Tekmira caught the world's attention and its stock rose dramatically during the 2013 West African Ebola virus epidemic due to its drug candidate for Ebola fever, TKM-Ebola. Tekmira was developing it under a $140 million US Department of Defense contract. While its stock was trading high in January 2015, it acquired OnCore BioPharma, a company focused on hepatitis B.

On December 19, 2014, Tekmira announced the appointment of former Bill & Melinda Gates Foundation CFO Richard Henriques to the company's board of directors. The company simultaneously announced the forthcoming departure of Ian MacLachlan as Executive Vice President and Chief Technical Officer.

Development of TKM-Ebola was terminated in mid June 2015 during a Phase II trial, for lack of efficacy.

The next month, Tekmira changed its name to Arbutus Biopharma and said that it would focus on drugs to treat hepatitis B.

In March 2017 Arbutus signed another license for its liposome delivery technology, this time with Alexion Pharmaceuticals, for delivery of an mRNA drug candidate. This license was terminated in July 2017, when Alexion discontinued preclinical programs outside its core complement franchise.

In 2019, Arbutus began a phase 1 clinical study using AB-506 to treat chronic hepatitis B. The company released preliminary data in July and stopped the trial in October after two patients developed acute hepatitis. Now AB-729 is paving the way for Arbutus, as they recently received the FDA go ahead to pursue phase 2 trials, after having their data voted best in ILC, 2021; after abandoning development of previous investigational agents. AB-836, Arbutus's next generation capsid inhibitor, has shown potential against mutants in its phase 1 trials.

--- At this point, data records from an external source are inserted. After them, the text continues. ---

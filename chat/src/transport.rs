use async_trait::async_trait;
use futures::{SinkExt, StreamExt};
use momentum_ipc::chat_messages::{ClientEvent, ServerEvent};
use tokio::net::TcpStream;
use tokio_tungstenite::tungstenite::Message as WsMessage;
use tokio_tungstenite::{MaybeTlsStream, WebSocketStream};
use tracing::{debug, info, instrument, warn};

use crate::errors::{ChatError, ChatResult};

/// Inbound item from a chat transport
#[derive(Debug, Clone, PartialEq, Eq)]
pub enum TransportEvent {
    Message(ServerEvent),
    /// The channel is gone. Nothing follows.
    Closed,
}

/// A message-oriented, bidirectional channel to the chat namespace.
///
/// Events of one reply must be delivered in the order the server sent them.
#[async_trait]
pub trait ChatTransport: Send {
    async fn send(&mut self, event: &ClientEvent) -> ChatResult<()>;

    /// Waits for the next inbound event. Returns `Closed` once the channel ends.
    async fn recv(&mut self) -> TransportEvent;

    async fn close(&mut self) -> ChatResult<()> {
        Ok(())
    }
}

/// Opens transports to the chat namespace.
#[async_trait]
pub trait Connector: Send + Sync {
    type Transport: ChatTransport;

    async fn connect(&self) -> ChatResult<Self::Transport>;
}

/// Connects to the chat namespace over WebSocket, one JSON event per text frame.
#[derive(Debug, Clone)]
pub struct WsConnector {
    url: String,
}

impl WsConnector {
    pub fn new(url: impl Into<String>) -> Self {
        Self { url: url.into() }
    }

    pub fn url(&self) -> &str {
        &self.url
    }
}

#[async_trait]
impl Connector for WsConnector {
    type Transport = WsTransport;

    #[instrument(skip(self), fields(url = %self.url))]
    async fn connect(&self) -> ChatResult<WsTransport> {
        debug!("Connecting to chat server...");
        let (stream, _response) = tokio_tungstenite::connect_async(self.url.as_str())
            .await
            .map_err(|e| ChatError::ConnectionError(format!("{}: {}", self.url, e)))?;
        info!("WebSocket open to {}", self.url);
        Ok(WsTransport { stream })
    }
}

/// WebSocket transport carrying `{"event", "data"}` JSON frames
pub struct WsTransport {
    stream: WebSocketStream<MaybeTlsStream<TcpStream>>,
}

#[async_trait]
impl ChatTransport for WsTransport {
    async fn send(&mut self, event: &ClientEvent) -> ChatResult<()> {
        let frame = serde_json::to_string(event)?;
        self.stream.send(WsMessage::Text(frame)).await?;
        Ok(())
    }

    async fn recv(&mut self) -> TransportEvent {
        loop {
            match self.stream.next().await {
                None => return TransportEvent::Closed,
                Some(Err(e)) => {
                    warn!("Chat transport failed: {}", e);
                    return TransportEvent::Closed;
                }
                Some(Ok(WsMessage::Text(text))) => match serde_json::from_str::<ServerEvent>(&text) {
                    Ok(event) => return TransportEvent::Message(event),
                    Err(e) => warn!("Skipping unrecognized chat frame: {}", e),
                },
                Some(Ok(WsMessage::Close(frame))) => {
                    debug!("Chat server closed the channel: {:?}", frame);
                    return TransportEvent::Closed;
                }
                // Pings are answered by tungstenite itself
                Some(Ok(_)) => {}
            }
        }
    }

    async fn close(&mut self) -> ChatResult<()> {
        self.stream.close(None).await?;
        Ok(())
    }
}
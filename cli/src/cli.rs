use clap::{Parser, Subcommand};
use std::path::PathBuf;

/// Terminal client for the Momentum Clips site
#[derive(Parser, Debug)]
#[command(author, version, about, long_about = None)]
pub struct Args {
    /// Enable verbose output
    #[arg(short, long, default_value_t = false)]
    pub verbose: bool,

    /// Path to a config file (defaults to ~/.config/momentum/config.toml)
    #[arg(short, long)]
    pub config: Option<PathBuf>,

    #[command(subcommand)]
    pub command: Option<Command>,
}

#[derive(Subcommand, Debug)]
pub enum Command {
    /// Chat with the site's AI assistant
    Chat {
        /// WebSocket URL of the chat namespace
        #[arg(long)]
        url: Option<String>,
    },

    /// Like a video in the gallery
    Like {
        /// Numeric id of the video
        video_id: u64,
    },

    /// Check a booking date (YYYY-MM-DDTHH:MM) against the booking window
    CheckDate {
        /// Date to check; prints the allowed range when omitted
        date: Option<String>,
    },

    /// Read and sign a liability waiver in the terminal
    Waiver {
        /// File holding the waiver text
        text: PathBuf,

        /// Also ask for the client's name and email
        #[arg(long, default_value_t = false)]
        standalone: bool,

        /// Lines shown per page while reading
        #[arg(long, default_value_t = 20)]
        page_lines: usize,

        /// Site path to post the signed form to, e.g. /payment/waiver/basic
        #[arg(long)]
        submit_to: Option<String>,
    },
}
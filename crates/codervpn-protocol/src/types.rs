//! Envelope and payload types for the codervpn protocol.
//!
//! Each role sends exactly one payload type. The mapping from payload type
//! to role is fixed at compile time through [`Payload`], so a speaker for
//! one side of a pairing can only ever send and receive the right messages.

use std::fmt;

use chrono::{DateTime, Utc};
use serde::de::DeserializeOwned;
use serde::{Deserialize, Serialize};

use crate::role::Role;

/// A payload type sent by one role.
///
/// `Peer` is the payload type the other side of the pairing sends back.
pub trait Payload: Serialize + DeserializeOwned + fmt::Debug + Send + Sync + 'static {
    /// Role of the process sending this payload.
    const ROLE: Role;

    /// Payload type received from the peer.
    type Peer: Payload<Peer = Self>;
}

/// Control block carried by every message.
#[derive(Debug, Clone, Copy, PartialEq, Eq, Serialize, Deserialize)]
pub struct Rpc {
    /// Per-connection identifier of this message.
    pub msg_id: u64,
    /// Identifier of the message this one replies to.
    #[serde(default, skip_serializing_if = "Option::is_none")]
    pub response_to: Option<u64>,
}

impl Rpc {
    /// Control block for a message that does not reply to anything.
    pub fn new(msg_id: u64) -> Self {
        Self {
            msg_id,
            response_to: None,
        }
    }

    /// Control block for a reply to `request_id`.
    pub fn reply(msg_id: u64, request_id: u64) -> Self {
        Self {
            msg_id,
            response_to: Some(request_id),
        }
    }

    /// Returns true if this message answers an earlier request.
    pub fn is_reply(&self) -> bool {
        self.response_to.is_some()
    }
}

/// Message envelope wrapping all protocol messages.
///
/// Every message exchanged between peers is wrapped in this envelope which
/// provides request correlation. The payload is a closed enum, so an
/// envelope without a payload cannot be constructed or decoded.
#[derive(Debug, Clone, PartialEq, Eq, Serialize, Deserialize)]
pub struct Envelope<T> {
    /// Correlation data.
    pub rpc: Rpc,
    /// The actual payload.
    pub msg: T,
}

impl<T> Envelope<T> {
    /// Creates a new envelope.
    pub fn new(rpc: Rpc, msg: T) -> Self {
        Self { rpc, msg }
    }

    /// Creates an unsolicited message or request envelope.
    pub fn request(msg_id: u64, msg: T) -> Self {
        Self::new(Rpc::new(msg_id), msg)
    }

    /// Creates an envelope replying to `request_id`.
    pub fn response(msg_id: u64, request_id: u64, msg: T) -> Self {
        Self::new(Rpc::reply(msg_id, request_id), msg)
    }
}

// ---------------------------------------------------------------------------
// Role payloads
// ---------------------------------------------------------------------------

/// Messages a manager sends to its tunnel.
#[derive(Debug, Clone, PartialEq, Eq, Serialize, Deserialize)]
#[serde(tag = "type", rename_all = "snake_case")]
pub enum ManagerMessage {
    /// Ask the tunnel for a full peer snapshot.
    GetPeerUpdate,
    /// Bring the tunnel up.
    Start(StartRequest),
    /// Bring the tunnel down.
    Stop(StopRequest),
}

impl Payload for ManagerMessage {
    const ROLE: Role = Role::Manager;
    type Peer = TunnelMessage;
}

/// Messages a tunnel sends to its manager.
#[derive(Debug, Clone, PartialEq, Eq, Serialize, Deserialize)]
#[serde(tag = "type", rename_all = "snake_case")]
pub enum TunnelMessage {
    /// A log line forwarded from the tunnel.
    Log(Log),
    /// Workspaces and agents changed.
    PeerUpdate(PeerUpdate),
    /// Result of a start request.
    Start(StartResponse),
    /// Result of a stop request.
    Stop(StopResponse),
}

impl Payload for TunnelMessage {
    const ROLE: Role = Role::Tunnel;
    type Peer = ManagerMessage;
}

/// Messages a client sends to the service.
#[derive(Debug, Clone, PartialEq, Eq, Serialize, Deserialize)]
#[serde(tag = "type", rename_all = "snake_case")]
pub enum ClientMessage {
    /// Bring the VPN up.
    Start(StartRequest),
    /// Bring the VPN down.
    Stop(StopRequest),
    /// Ask for the current status.
    Status(StatusRequest),
}

impl Payload for ClientMessage {
    const ROLE: Role = Role::Client;
    type Peer = ServiceMessage;
}

/// Messages the service sends to a client.
#[derive(Debug, Clone, PartialEq, Eq, Serialize, Deserialize)]
#[serde(tag = "type", rename_all = "snake_case")]
pub enum ServiceMessage {
    /// Result of a start request.
    Start(StartResponse),
    /// Result of a stop request.
    Stop(StopResponse),
    /// Current status, as a reply or a push.
    Status(Status),
    /// Progress of an ongoing start.
    StartProgress(StartProgress),
}

impl Payload for ServiceMessage {
    const ROLE: Role = Role::Service;
    type Peer = ClientMessage;
}

// ---------------------------------------------------------------------------
// Requests and responses
// ---------------------------------------------------------------------------

/// An extra HTTP header the tunnel should send to the control plane.
#[derive(Debug, Clone, PartialEq, Eq, Serialize, Deserialize)]
pub struct HttpHeader {
    /// Header name.
    pub name: String,
    /// Header value.
    pub value: String,
}

/// Request to bring the tunnel up.
#[derive(Debug, Clone, PartialEq, Eq, Serialize, Deserialize)]
pub struct StartRequest {
    /// Control-plane URL.
    pub coder_url: String,
    /// Session token for the control plane.
    pub api_token: String,
    /// Additional headers for control-plane requests.
    #[serde(default, skip_serializing_if = "Vec::is_empty")]
    pub headers: Vec<HttpHeader>,
    /// Stable identifier of this device.
    #[serde(default, skip_serializing_if = "Option::is_none")]
    pub device_id: Option<String>,
}

impl StartRequest {
    /// Creates a start request for the given deployment.
    pub fn new(coder_url: impl Into<String>, api_token: impl Into<String>) -> Self {
        Self {
            coder_url: coder_url.into(),
            api_token: api_token.into(),
            headers: Vec::new(),
            device_id: None,
        }
    }

    /// Builder: add a header.
    pub fn with_header(mut self, name: impl Into<String>, value: impl Into<String>) -> Self {
        self.headers.push(HttpHeader {
            name: name.into(),
            value: value.into(),
        });
        self
    }

    /// Builder: set the device id.
    pub fn with_device_id(mut self, device_id: impl Into<String>) -> Self {
        self.device_id = Some(device_id.into());
        self
    }
}

/// Result of a start request.
#[derive(Debug, Clone, PartialEq, Eq, Serialize, Deserialize)]
pub struct StartResponse {
    /// Whether the tunnel came up.
    pub success: bool,
    /// Why it did not.
    #[serde(default, skip_serializing_if = "Option::is_none")]
    pub error_message: Option<String>,
}

impl StartResponse {
    /// A successful response.
    pub fn ok() -> Self {
        Self {
            success: true,
            error_message: None,
        }
    }

    /// A failed response.
    pub fn failed(message: impl Into<String>) -> Self {
        Self {
            success: false,
            error_message: Some(message.into()),
        }
    }
}
//! Configuration commands.

use crate::config::ClientConfig;
use crate::error::{ClientError, ClientResult};

/// Dump the current configuration to stdout.
pub fn dump(config: &ClientConfig) -> ClientResult<()> {
    let toml_str = toml::to_string_pretty(config)
        .map_err(|e| ClientError::Config(format!("failed to serialize config: {}", e)))?;
    println!("# config.toml ({})", ClientConfig::default_path().display());
    println!("{}", toml_str);

    Ok(())
}

/// Validate the configuration.
///
/// Credentials are optional, but when a URL is set it must parse and the
/// token reference must resolve.
pub fn validate(config: &ClientConfig) -> ClientResult<()> {
    if config.connection.timeout == 0 {
        return Err(ClientError::Config(
            "[connection] timeout must be at least 1 second".to_string(),
        ));
    }

    if config.credentials.coder_url.is_some() || config.credentials.api_token.is_some() {
        config
            .credentials
            .resolve(None, None)
            .map_err(|e| ClientError::Config(format!("invalid credentials: {}", e)))?;
        println!("Credentials are valid.");
    }

    println!("Configuration is valid.");
    Ok(())
}

/// Show the configuration file path.
pub fn path() -> ClientResult<()> {
    let config_path = ClientConfig::default_path();
    println!("config: {}", config_path.display());
    Ok(())
}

In July 2019, Arbutus Biopharma announced the sale of part of its royalty interest on future global net sales of ONPATTRO, an RNA interference therapeutic currently sold by Alnylam Pharmaceuticals, to OMERS for $20 million.

=== COVID-19 ===
On March 10, 2023, U.S. District Judge Mitchell Goldberg rejected a bid by Moderna to dismiss some of the patent infringement claims brought against the company by Arbutus and its partner, Genevant Sciences.

Moderna settled their lawsuit and will pay Arbutus $950 million upfront and an additional $1.3 billion contingent upon a favorable resolution of Moderna’s Section 1498 appeal.